Unfortunately, most people do get irrational about this threat, and most people do not respond in proportion: rather than seeking to defend their own liberty, property, and lives, they seek to gain the power themselves so that they can exact revenge on their neighbors for previously using that power or desiring to use it. They don't realize that eliminating the power is actually an option.

So when I hear a Barack Obama supporter over here talking angrily about his desire to control the lives of Bush supporters, I have to remember that he is responding with hurt and irrationality to an equal threat from the other side, and that he believes this is the appropriate reaction, and that he was public school educated for as many as twelve or more years to believe that this was the way things should be.

For a really complicated issue (that's sadly been boiled down in the public schools to a simple matter of "good" versus "evil"), take the American Civil War. I do not grant the right of people to own slaves, but I also do not grant the right of states to go in and "liberate" each other, especially in the face of agreements to the contrary (such as the United States Constitution).

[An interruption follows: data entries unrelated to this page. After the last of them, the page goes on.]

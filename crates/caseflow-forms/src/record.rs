/// The record a form flow is filled in against.
///
/// Page completion is never stored: a page is complete when the record is
/// valid under the validation context named after the page.
pub trait FormRecord {
    /// Identifier used when building locations for this record
    fn record_id(&self) -> String;

    /// Whether the record passes validation under the named context
    fn is_valid_in(&self, context: &str) -> bool;
}

impl<T: FormRecord + ?Sized> FormRecord for &T {
    fn record_id(&self) -> String {
        (**self).record_id()
    }

    fn is_valid_in(&self, context: &str) -> bool {
        (**self).is_valid_in(context)
    }
}
use crate::page::QuestionPage;
use crate::record::FormRecord;
use crate::routing::{Location, Router};
use serde::{Deserialize, Serialize};
use std::fmt;

/// Progress of a task as shown on a task list
#[derive(Debug, Clone, Copy, PartialEq, Eq, Serialize, Deserialize)]
#[serde(rename_all = "snake_case")]
pub enum TaskStatus {
    /// No page is complete
    NotStarted,

    /// Some but not all pages are complete
    InProgress,

    /// Every page is complete
    Completed,
}

/// A named, ordered group of question pages
pub struct Task<R> {
    name: String,
    pages: Vec<QuestionPage<R>>,
}

impl<R> Clone for Task<R> {
    fn clone(&self) -> Self {
        Self {
            name: self.name.clone(),
            pages: self.pages.clone(),
        }
    }
}

impl<R> fmt::Debug for Task<R> {
    fn fmt(&self, f: &mut fmt::Formatter<'_>) -> fmt::Result {
        f.debug_struct("Task")
            .field("name", &self.name)
            .field("pages", &self.pages)
            .finish()
    }
}

impl<R> Task<R> {
    /// Create a task from its pages
    pub fn new(name: impl Into<String>, pages: Vec<QuestionPage<R>>) -> Self {
        Self {
            name: name.into(),
            pages,
        }
    }

    /// Task name
    pub fn name(&self) -> &str {
        &self.name
    }

    /// Pages in order
    pub fn pages(&self) -> &[QuestionPage<R>] {
        &self.pages
    }

    /// Position of a page within the task
    pub fn page_index(&self, page: &str) -> Option<usize> {
        self.pages.iter().position(|p| p.name() == page)
    }
}

impl<R: FormRecord> Task<R> {
    /// Any page is complete
    pub fn started(&self, record: &R) -> bool {
        self.pages.iter().any(|p| p.completed(record))
    }

    /// Every page is complete; vacuously true for a task without pages
    pub fn completed(&self, record: &R) -> bool {
        self.pages.iter().all(|p| p.completed(record))
    }

    /// Task list status
    pub fn status(&self, record: &R) -> TaskStatus {
        if self.completed(record) {
            TaskStatus::Completed
        } else if self.started(record) {
            TaskStatus::InProgress
        } else {
            TaskStatus::NotStarted
        }
    }

    /// Entry point into the task.
    ///
    /// Unstarted and finished tasks open on their first page; a task in
    /// progress resumes at its first incomplete page that applies to the
    /// record. A task without pages has no entry point.
    pub fn path(&self, record: &R, router: &dyn Router<R>) -> Option<Location> {
        let first = self.pages.first()?;

        let page = if !self.started(record) || self.completed(record) {
            first
        } else {
            self.pages
                .iter()
                .find(|p| !p.completed(record) && p.needed(record))
                .unwrap_or(first)
        };

        Some(router.locate(&page.edit_route(), record))
    }
}
use crate::domain::event::EventName;
use crate::domain::step::StepName;
use serde::{Deserialize, Serialize};
use std::collections::BTreeSet;

/// Sentinel step name meaning "the case is closed"
pub const END: &str = "end";

/// Where a transition leads
#[derive(Debug, Clone, PartialEq, Eq, Hash, Serialize, Deserialize)]
pub enum TransitionTarget {
    /// Move the case to another step
    Step(StepName),

    /// Close the case
    End,
}

impl TransitionTarget {
    /// Parse a target name, mapping the `end` sentinel to [`TransitionTarget::End`]
    pub fn parse(name: &str) -> Self {
        if name == END {
            TransitionTarget::End
        } else {
            TransitionTarget::Step(StepName::from(name))
        }
    }

    /// Whether this target closes the case
    pub fn is_end(&self) -> bool {
        matches!(self, TransitionTarget::End)
    }
}

impl From<&str> for TransitionTarget {
    fn from(value: &str) -> Self {
        Self::parse(value)
    }
}

impl From<StepName> for TransitionTarget {
    fn from(value: StepName) -> Self {
        if value.as_str() == END {
            TransitionTarget::End
        } else {
            TransitionTarget::Step(value)
        }
    }
}

/// A single `(from, event) -> to` rule
#[derive(Debug, Clone, PartialEq, Eq, Serialize, Deserialize)]
pub struct Transition {
    /// Step the case must be at
    pub from: StepName,

    /// Event that triggers the move
    pub event: EventName,

    /// Where the case goes
    pub to: TransitionTarget,
}

/// Deterministic mapping from `(from_step, event)` to a target.
///
/// Rules keep their declaration order; inserting an existing
/// `(from, event)` pair replaces its target in place.
#[derive(Debug, Clone, Default, PartialEq, Eq, Serialize, Deserialize)]
pub struct TransitionTable {
    transitions: Vec<Transition>,
}

impl TransitionTable {
    /// Create an empty table
    pub fn new() -> Self {
        Self::default()
    }

    /// Insert a rule, returning the target it replaced (if any)
    pub fn insert(
        &mut self,
        from: StepName,
        event: EventName,
        to: TransitionTarget,
    ) -> Option<TransitionTarget> {
        match self
            .transitions
            .iter_mut()
            .find(|t| t.from == from && t.event == event)
        {
            Some(existing) => Some(std::mem::replace(&mut existing.to, to)),
            None => {
                self.transitions.push(Transition { from, event, to });
                None
            }
        }
    }

    /// Look up the target for a step/event pair
    pub fn lookup(&self, from: &StepName, event: &EventName) -> Option<&TransitionTarget> {
        self.transitions
            .iter()
            .find(|t| &t.from == from && &t.event == event)
            .map(|t| &t.to)
    }

    /// Every event name referenced by the table
    pub fn event_names(&self) -> BTreeSet<EventName> {
        self.transitions.iter().map(|t| t.event.clone()).collect()
    }

    /// Rules leaving the given step
    pub fn from_step<'a>(
        &'a self,
        from: &'a StepName,
    ) -> impl Iterator<Item = &'a Transition> + 'a {
        self.transitions.iter().filter(move |t| &t.from == from)
    }

    /// Iterate rules in declaration order
    pub fn iter(&self) -> impl Iterator<Item = &Transition> {
        self.transitions.iter()
    }

    /// Number of rules
    pub fn len(&self) -> usize {
        self.transitions.len()
    }

    /// Whether the table has no rules
    pub fn is_empty(&self) -> bool {
        self.transitions.is_empty()
    }
}

#[cfg(test)]
mod tests {
    use super::*;

    fn step(name: &str) -> StepName {
        StepName::from(name)
    }

    fn event(name: &str) -> EventName {
        EventName::from(name)
    }

    #[test]
    fn test_parse_end_sentinel() {
        assert_eq!(TransitionTarget::parse("end"), TransitionTarget::End);
        assert_eq!(
            TransitionTarget::parse("review"),
            TransitionTarget::Step(step("review"))
        );
        assert!(TransitionTarget::from(step("end")).is_end());
    }

    #[test]
    fn test_insert_and_lookup() {
        let mut table = TransitionTable::new();
        assert!(table
            .insert(step("a"), event("go"), TransitionTarget::parse("b"))
            .is_none());

        assert_eq!(
            table.lookup(&step("a"), &event("go")),
            Some(&TransitionTarget::Step(step("b")))
        );
        assert!(table.lookup(&step("a"), &event("stop")).is_none());
        assert!(table.lookup(&step("b"), &event("go")).is_none());
    }

    #[test]
    fn test_insert_overwrites_existing_pair() {
        let mut table = TransitionTable::new();
        table.insert(step("a"), event("go"), TransitionTarget::parse("b"));
        table.insert(step("a"), event("other"), TransitionTarget::End);
        let replaced = table.insert(step("a"), event("go"), TransitionTarget::parse("c"));

        assert_eq!(replaced, Some(TransitionTarget::Step(step("b"))));
        assert_eq!(table.len(), 2);
        assert_eq!(
            table.lookup(&step("a"), &event("go")),
            Some(&TransitionTarget::Step(step("c")))
        );
        // replaced rule keeps its original position
        assert_eq!(table.iter().next().map(|t| t.event.clone()), Some(event("go")));
    }

    #[test]
    fn test_event_names_are_deduplicated() {
        let mut table = TransitionTable::new();
        table.insert(step("a"), event("go"), TransitionTarget::parse("b"));
        table.insert(step("b"), event("go"), TransitionTarget::End);
        table.insert(step("b"), event("abort"), TransitionTarget::End);

        let names: Vec<_> = table.event_names().into_iter().collect();
        assert_eq!(names, vec![event("abort"), event("go")]);
        assert_eq!(table.from_step(&step("b")).count(), 2);
    }
}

So you have a South that claimed it just wanted sovereignty, and of course they were entitled to it. But look at how they responded: they took away the sovereignty of the North and of other regions by passing laws that affected them, too. That's not "independence." At best it's tyranny, at worst it's responding to force with more than mere defensive force. No wonder war erupted.

For a more modern example, take origins education in schools. I believe in people's rights to believe whatever they want, and therefore I don't believe it's criminal to educate their children to believe in it, too. So if you want to educate your children to believe in creation, fine. But there's a threat to that liberty, and like good little democracy believers, rather than just saying, "Look, I want the right to take care of my family MY way, and if you can educate yourself out of my dumb religion as an adult, so can my kids with your help ONCE THEY ARE ADULTS and out of my care," people respond by trying to pass laws to educate everybody's kids with creation science or what have you.

It's no wonder to me people are uncivil about the subject. If everybody would start the discussions by affirming that their guiding principle is to leave other people alone and then to just request that privilege for themselves, the discussions would be a lot more civil. Unfortunately, most people do NOT want to leave everybody else alone. The temptations of power, and the brainwashing we've received about how "right" it is, are just too great.